Shep Hyken: By the way, that’s one aspect of something we call the demanding customer. We demand that they demand of us. We want you to complain to us when there’s a complaint. We don’t want you to go off and tell your friends. We want to have the opportunity to restore your confidence in us. So make the demands.
Jim Fitzpatrick: And they’re entitled to that right? If you’re doing business with them and you want to be doing business with a good company, and you want to give sound feedback to the company that you’re doing business with. We all understand that some companies are going to trip and make a mistake but the fact of the matter is, if they’re going to listen to you in the right manner, with the right mindset, and then commit to making the changes to make the experience better, that’s what we’re looking for right?

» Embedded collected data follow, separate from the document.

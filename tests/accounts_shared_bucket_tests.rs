use account_object_store::{
    AccountId, AccountsBucket, AccountsSharedBucket, AppBuilder, AppServices, CreateBucketOptions,
    GetObjectConditions, InMemoryS3Backend, PutObjectOptions, S3Error, S3ObjectId,
    StaticAccountContext, TextEncoding,
};
use bytes::Bytes;
use futures::StreamExt;
use std::sync::Arc;

const BUCKET: &str = "test-accounts-shared-bucket";

async fn app() -> (AppServices, InMemoryS3Backend) {
    let backend = InMemoryS3Backend::new();
    let app = AppBuilder::new()
        .with_backend(Arc::new(backend.clone()))
        .build()
        .await
        .unwrap();
    app.s3
        .create_bucket(BUCKET, CreateBucketOptions::default())
        .await
        .unwrap();
    (app, backend)
}

fn bucket_for(app: &AppServices, account: &str) -> AccountsSharedBucket {
    let account = StaticAccountContext::new(AccountId::new(account).unwrap());
    app.accounts_shared_bucket(Arc::new(account), BUCKET)
}

async fn read(bucket: &AccountsSharedBucket, key: &str) -> String {
    bucket
        .get_as_string(key, GetObjectConditions::default(), TextEncoding::Utf8)
        .await
        .unwrap()
}

#[tokio::test]
async fn test_keys_are_scoped_to_account() {
    let (app, _) = app().await;
    let account1 = bucket_for(&app, "account1");
    let account2 = bucket_for(&app, "account2");

    account1
        .put("file.txt", Bytes::from("one"), PutObjectOptions::default())
        .await
        .unwrap();
    account2
        .put("file.txt", Bytes::from("two"), PutObjectOptions::default())
        .await
        .unwrap();

    assert_eq!(read(&account1, "file.txt").await, "one");
    assert_eq!(read(&account2, "file.txt").await, "two");

    // the raw key carries the account prefix
    let raw = S3ObjectId::new(BUCKET, "account1/file.txt", None).unwrap();
    let text = app
        .s3
        .get_object_as_string(&raw, &GetObjectConditions::default(), TextEncoding::Utf8)
        .await
        .unwrap();
    assert_eq!(text, "one");
}

#[tokio::test]
async fn test_put_returns_prefixed_id() {
    let (app, _) = app().await;
    let bucket = bucket_for(&app, "account1");

    let output = bucket
        .put("docs/a.txt", Bytes::from("a"), PutObjectOptions::default())
        .await
        .unwrap();

    assert_eq!(output.id.bucket(), BUCKET);
    assert_eq!(output.id.key(), "account1/docs/a.txt");
    assert_eq!(output.try_version_id(), None);
}

#[tokio::test]
#[should_panic(expected = "bucket is not versioned")]
async fn test_version_id_panics_on_unversioned_bucket() {
    let (app, _) = app().await;
    let bucket = bucket_for(&app, "account1");

    let output = bucket
        .put("a.txt", Bytes::from("a"), PutObjectOptions::default())
        .await
        .unwrap();
    output.version_id();
}

#[tokio::test]
async fn test_overwrite_and_stream() {
    let (app, _) = app().await;
    let bucket = bucket_for(&app, "account1");

    bucket
        .put("a.txt", Bytes::from("first"), PutObjectOptions::default())
        .await
        .unwrap();
    bucket
        .put("a.txt", Bytes::from("second"), PutObjectOptions::default())
        .await
        .unwrap();

    let mut body = bucket
        .get_as_stream("a.txt", GetObjectConditions::default())
        .await
        .unwrap();
    let mut content = Vec::new();
    while let Some(chunk) = body.next().await {
        content.extend_from_slice(&chunk.unwrap());
    }
    assert_eq!(content, b"second");
}

#[tokio::test]
async fn test_folder_keys_are_rejected_before_any_call() {
    let (app, backend) = app().await;
    let bucket = bucket_for(&app, "account1");
    backend.reset_call_counts().await;

    let err = bucket
        .put("docs/", Bytes::from("a"), PutObjectOptions::default())
        .await
        .unwrap_err();

    assert!(matches!(err, S3Error::ObjectKeyIsNotFile { .. }));
    assert_eq!(err.status_code(), http::StatusCode::BAD_REQUEST);
    assert_eq!(backend.total_calls().await, 0);
}

#[tokio::test]
async fn test_delete_is_idempotent() {
    let (app, _) = app().await;
    let bucket = bucket_for(&app, "account1");
    bucket
        .put("a.txt", Bytes::from("a"), PutObjectOptions::default())
        .await
        .unwrap();

    let deleted = bucket.delete("a.txt").await.unwrap();
    assert_eq!(deleted.id.key(), "account1/a.txt");
    assert!(!deleted.delete_marker);
    bucket.delete("a.txt").await.unwrap();

    assert!(matches!(
        bucket.get("a.txt", GetObjectConditions::default()).await,
        Err(S3Error::ObjectNotExist { .. })
    ));
}

#[tokio::test]
async fn test_delete_recursive_is_precise() {
    let (app, backend) = app().await;
    let account1 = bucket_for(&app, "account1");
    let account2 = bucket_for(&app, "account2");

    for key in ["docs/a.txt", "docs/b.txt", "docs/deep/c.txt", "docsx.txt", "other.txt"] {
        account1
            .put(key, Bytes::from(key), PutObjectOptions::default())
            .await
            .unwrap();
    }
    account2
        .put("docs/a.txt", Bytes::from("a"), PutObjectOptions::default())
        .await
        .unwrap();

    let output = account1.delete_recursive("docs/").await.unwrap();
    assert_eq!(output.deleted, 3);
    assert_eq!(output.prefix.as_deref(), Some("account1/docs/"));

    let left = app
        .s3
        .list_objects(BUCKET, None, 10)
        .keys_as_vec()
        .await
        .unwrap();
    assert_eq!(
        left,
        vec![
            "account1/docsx.txt".to_string(),
            "account1/other.txt".to_string(),
            "account2/docs/a.txt".to_string(),
        ]
    );
    assert_eq!(backend.version_count(BUCKET).await, 3);
}

#[tokio::test]
async fn test_delete_recursive_refuses_empty_prefix() {
    let (app, backend) = app().await;
    let bucket = bucket_for(&app, "account1");
    bucket
        .put("a.txt", Bytes::from("a"), PutObjectOptions::default())
        .await
        .unwrap();
    backend.reset_call_counts().await;

    let err = bucket.delete_recursive("").await.unwrap_err();

    assert!(matches!(err, S3Error::EmptyKeyPrefix));
    assert_eq!(backend.total_calls().await, 0);
    assert_eq!(backend.version_count(BUCKET).await, 1);
}

#[tokio::test]
async fn test_missing_shared_bucket() {
    let (app, _) = app().await;
    let account = StaticAccountContext::new(AccountId::new("account1").unwrap());
    let bucket = app.accounts_shared_bucket(Arc::new(account), "missing-bucket");

    let err = bucket
        .put("a.txt", Bytes::from("a"), PutObjectOptions::default())
        .await
        .unwrap_err();

    assert!(matches!(err, S3Error::BucketNotExist { bucket } if bucket == "missing-bucket"));
}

Shep Hyken: Yeah. My friend Tom Baldwin is the former CEO of Morton’s The Steakhouse. Currently he’s the chairman of Benny Hannas and he’s on the board of a bunch of other restaurants, and he had a great definition of customer service. I wonder if he even remembers saying this one day. But he says customer service is to me, it’s mistakes handled well.
Shep Hyken: Think about it. If you’re in the restaurant and you see a mistake and it’s handled the right way, by the time the customer leaves they’re never even going to be thinking about the mistake. They’re going to be thinking about how much they look forward to coming back. I think that’s a really powerful concept and when you think of customer service departments, that’s what we do in the customer service department, is we handle mistakes well, or problems or complaints well.
Jim Fitzpatrick: So if you had to leave business owners with one thought in this area, one suggestion, what might that be?
Shep Hyken: All right and I’ll just go back to what we started off with, and customers don’t really care. I mean they sometimes might like the feeling of surprise and delight but at the end of the day, they really don’t care about the surprise, they only want the delight.
Jim Fitzpatrick: Right. Thank you so much. Shep Hyken, it’s always a pleasure. Customer experience expert, New York Times best selling author, all around great guy. Thank you again so much for joining us on today’s show. We very much appreciate it. We always get such great comments from all of our subscribers and our viewers whenever you’re on, so hopefully we can do this again soon.